WHAT IS NEEDED: Track down each line below containing the string "false" and copy it.
DATA SUPPLIED Block Start
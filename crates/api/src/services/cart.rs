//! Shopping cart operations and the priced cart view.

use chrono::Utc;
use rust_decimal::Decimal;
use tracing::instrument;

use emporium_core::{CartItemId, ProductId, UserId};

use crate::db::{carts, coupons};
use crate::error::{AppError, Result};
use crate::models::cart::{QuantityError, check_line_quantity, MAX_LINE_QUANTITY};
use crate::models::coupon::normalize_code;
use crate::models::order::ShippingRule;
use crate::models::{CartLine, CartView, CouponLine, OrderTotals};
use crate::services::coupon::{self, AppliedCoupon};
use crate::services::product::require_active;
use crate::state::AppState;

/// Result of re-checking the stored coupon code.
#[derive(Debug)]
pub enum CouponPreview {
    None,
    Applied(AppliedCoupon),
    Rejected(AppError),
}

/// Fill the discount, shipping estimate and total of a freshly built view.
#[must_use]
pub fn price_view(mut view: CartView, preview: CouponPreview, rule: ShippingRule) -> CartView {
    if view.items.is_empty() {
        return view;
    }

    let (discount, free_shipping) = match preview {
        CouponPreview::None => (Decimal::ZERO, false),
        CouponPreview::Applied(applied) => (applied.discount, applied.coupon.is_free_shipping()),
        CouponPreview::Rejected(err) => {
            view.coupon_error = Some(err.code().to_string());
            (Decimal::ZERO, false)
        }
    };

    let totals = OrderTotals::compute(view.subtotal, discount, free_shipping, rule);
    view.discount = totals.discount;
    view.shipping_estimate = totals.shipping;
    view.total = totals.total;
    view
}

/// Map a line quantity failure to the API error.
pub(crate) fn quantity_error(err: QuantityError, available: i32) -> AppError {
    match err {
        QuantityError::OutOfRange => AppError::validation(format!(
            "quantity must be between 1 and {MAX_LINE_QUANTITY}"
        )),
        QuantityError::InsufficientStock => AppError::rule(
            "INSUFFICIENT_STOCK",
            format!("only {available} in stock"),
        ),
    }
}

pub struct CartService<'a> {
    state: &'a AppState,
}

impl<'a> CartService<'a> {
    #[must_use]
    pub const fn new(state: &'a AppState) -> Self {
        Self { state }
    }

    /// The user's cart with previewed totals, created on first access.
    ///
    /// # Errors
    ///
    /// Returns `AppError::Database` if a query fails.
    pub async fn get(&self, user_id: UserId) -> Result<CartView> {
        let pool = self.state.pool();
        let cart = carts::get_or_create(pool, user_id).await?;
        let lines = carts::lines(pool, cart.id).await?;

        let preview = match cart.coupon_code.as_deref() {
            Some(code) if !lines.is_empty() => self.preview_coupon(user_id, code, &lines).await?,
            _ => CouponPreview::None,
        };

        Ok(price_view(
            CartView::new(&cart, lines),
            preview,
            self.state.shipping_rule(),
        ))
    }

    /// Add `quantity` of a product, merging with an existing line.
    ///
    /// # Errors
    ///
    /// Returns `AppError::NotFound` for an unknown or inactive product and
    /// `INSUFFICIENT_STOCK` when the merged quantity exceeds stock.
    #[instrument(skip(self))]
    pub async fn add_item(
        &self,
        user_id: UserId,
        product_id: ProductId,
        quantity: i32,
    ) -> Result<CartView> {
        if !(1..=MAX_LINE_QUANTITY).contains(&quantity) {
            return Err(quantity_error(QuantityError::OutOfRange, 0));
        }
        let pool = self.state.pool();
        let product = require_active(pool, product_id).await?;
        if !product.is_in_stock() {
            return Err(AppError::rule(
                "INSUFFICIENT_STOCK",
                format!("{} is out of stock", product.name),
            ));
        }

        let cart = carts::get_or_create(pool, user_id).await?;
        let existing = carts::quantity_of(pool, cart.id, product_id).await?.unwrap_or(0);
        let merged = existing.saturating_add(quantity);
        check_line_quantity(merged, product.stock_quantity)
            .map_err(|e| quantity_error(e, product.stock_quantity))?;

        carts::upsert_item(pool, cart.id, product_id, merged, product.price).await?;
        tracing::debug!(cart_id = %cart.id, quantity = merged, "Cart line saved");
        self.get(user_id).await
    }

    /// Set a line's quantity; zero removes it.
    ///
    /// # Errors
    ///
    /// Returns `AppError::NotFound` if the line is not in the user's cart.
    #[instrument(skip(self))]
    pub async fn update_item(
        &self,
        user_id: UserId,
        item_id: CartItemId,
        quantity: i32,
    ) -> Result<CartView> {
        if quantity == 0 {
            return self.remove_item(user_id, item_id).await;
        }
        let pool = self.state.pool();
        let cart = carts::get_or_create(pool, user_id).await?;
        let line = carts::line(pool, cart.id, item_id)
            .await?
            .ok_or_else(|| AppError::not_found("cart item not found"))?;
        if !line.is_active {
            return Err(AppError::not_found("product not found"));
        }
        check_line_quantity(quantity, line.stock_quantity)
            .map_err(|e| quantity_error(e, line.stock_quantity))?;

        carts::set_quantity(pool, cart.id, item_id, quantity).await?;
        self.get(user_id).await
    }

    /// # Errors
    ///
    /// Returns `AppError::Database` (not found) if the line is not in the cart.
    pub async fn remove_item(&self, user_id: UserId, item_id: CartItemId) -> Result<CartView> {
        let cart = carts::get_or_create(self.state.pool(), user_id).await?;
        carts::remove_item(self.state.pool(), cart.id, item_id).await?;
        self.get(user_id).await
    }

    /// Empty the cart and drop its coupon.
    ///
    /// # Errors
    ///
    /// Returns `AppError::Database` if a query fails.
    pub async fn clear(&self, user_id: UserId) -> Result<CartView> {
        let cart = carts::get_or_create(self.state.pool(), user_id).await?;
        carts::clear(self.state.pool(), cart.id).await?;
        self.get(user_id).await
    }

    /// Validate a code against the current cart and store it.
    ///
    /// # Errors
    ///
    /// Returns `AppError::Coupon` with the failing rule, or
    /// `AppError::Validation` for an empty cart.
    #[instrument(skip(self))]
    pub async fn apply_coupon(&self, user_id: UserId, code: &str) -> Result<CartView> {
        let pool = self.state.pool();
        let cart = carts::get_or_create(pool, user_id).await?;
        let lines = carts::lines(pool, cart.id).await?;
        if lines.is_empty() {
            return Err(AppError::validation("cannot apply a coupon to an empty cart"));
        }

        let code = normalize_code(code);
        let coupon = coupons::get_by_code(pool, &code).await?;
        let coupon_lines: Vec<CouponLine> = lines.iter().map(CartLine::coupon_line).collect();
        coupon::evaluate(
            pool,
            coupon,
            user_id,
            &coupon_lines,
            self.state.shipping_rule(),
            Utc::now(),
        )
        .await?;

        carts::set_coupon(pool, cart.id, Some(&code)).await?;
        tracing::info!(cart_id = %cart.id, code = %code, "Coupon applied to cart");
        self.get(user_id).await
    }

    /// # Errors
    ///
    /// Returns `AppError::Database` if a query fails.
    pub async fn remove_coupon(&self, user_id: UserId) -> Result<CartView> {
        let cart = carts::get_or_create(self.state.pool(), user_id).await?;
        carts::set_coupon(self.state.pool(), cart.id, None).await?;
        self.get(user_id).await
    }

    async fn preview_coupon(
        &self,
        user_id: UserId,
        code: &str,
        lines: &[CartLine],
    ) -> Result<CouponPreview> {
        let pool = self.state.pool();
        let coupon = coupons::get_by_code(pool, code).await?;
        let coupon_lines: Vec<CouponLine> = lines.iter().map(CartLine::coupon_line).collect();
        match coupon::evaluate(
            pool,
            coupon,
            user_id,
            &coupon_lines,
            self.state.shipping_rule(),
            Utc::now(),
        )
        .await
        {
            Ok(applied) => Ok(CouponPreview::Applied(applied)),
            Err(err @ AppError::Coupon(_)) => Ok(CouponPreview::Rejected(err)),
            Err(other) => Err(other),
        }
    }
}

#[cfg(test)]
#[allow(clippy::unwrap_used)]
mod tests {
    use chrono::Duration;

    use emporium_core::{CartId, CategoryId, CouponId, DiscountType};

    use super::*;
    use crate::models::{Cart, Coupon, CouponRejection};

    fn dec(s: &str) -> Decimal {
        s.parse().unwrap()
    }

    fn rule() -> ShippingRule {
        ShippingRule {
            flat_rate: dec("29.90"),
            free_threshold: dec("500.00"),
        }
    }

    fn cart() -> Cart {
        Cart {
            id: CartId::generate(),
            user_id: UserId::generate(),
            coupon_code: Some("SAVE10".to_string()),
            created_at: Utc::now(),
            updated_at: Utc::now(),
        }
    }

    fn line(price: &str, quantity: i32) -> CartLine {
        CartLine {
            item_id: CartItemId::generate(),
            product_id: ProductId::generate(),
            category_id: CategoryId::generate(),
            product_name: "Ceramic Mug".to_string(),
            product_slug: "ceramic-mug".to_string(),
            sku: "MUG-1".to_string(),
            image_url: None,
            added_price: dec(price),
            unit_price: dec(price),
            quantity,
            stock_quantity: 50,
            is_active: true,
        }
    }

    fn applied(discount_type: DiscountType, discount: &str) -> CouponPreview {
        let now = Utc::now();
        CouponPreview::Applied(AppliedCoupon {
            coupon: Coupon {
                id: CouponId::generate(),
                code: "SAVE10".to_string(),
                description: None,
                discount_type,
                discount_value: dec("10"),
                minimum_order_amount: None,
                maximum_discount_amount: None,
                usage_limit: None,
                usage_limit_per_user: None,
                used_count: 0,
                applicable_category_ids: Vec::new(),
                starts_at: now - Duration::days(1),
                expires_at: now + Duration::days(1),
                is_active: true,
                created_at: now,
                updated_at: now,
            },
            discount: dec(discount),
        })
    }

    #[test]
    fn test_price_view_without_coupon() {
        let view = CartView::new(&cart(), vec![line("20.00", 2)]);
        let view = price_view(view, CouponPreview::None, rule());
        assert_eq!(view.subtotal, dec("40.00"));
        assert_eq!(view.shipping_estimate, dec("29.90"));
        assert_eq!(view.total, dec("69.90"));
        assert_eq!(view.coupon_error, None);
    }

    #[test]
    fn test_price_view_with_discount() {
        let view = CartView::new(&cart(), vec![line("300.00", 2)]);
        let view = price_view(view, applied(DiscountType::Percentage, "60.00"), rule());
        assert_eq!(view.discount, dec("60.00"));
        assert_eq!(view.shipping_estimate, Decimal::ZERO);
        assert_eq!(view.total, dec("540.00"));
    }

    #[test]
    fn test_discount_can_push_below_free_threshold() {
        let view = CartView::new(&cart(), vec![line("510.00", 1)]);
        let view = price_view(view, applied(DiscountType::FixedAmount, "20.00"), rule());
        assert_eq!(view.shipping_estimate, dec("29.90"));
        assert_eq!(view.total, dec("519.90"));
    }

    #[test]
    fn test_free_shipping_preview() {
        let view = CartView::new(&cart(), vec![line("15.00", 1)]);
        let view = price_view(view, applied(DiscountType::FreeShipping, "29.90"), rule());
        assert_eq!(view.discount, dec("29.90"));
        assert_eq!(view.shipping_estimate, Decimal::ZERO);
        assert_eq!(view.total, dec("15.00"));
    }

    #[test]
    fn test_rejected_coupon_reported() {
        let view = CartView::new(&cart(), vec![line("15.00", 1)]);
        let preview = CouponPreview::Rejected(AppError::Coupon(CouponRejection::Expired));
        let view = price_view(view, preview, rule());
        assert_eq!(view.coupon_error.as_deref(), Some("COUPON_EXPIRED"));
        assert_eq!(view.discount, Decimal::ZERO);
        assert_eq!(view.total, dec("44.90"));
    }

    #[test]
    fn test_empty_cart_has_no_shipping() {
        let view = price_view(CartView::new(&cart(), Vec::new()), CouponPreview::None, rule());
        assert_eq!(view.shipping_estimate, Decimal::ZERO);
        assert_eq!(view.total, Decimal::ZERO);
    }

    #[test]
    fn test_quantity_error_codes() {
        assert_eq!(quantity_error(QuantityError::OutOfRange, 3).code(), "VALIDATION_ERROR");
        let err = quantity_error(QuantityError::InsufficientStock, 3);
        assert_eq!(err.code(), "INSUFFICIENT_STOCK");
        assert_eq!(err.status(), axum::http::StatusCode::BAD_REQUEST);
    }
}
DATA SUPPLIED Block End
EXERCISE ANSWER:
        CouponPreview::None => (Decimal::ZERO, false),
            (Decimal::ZERO, false)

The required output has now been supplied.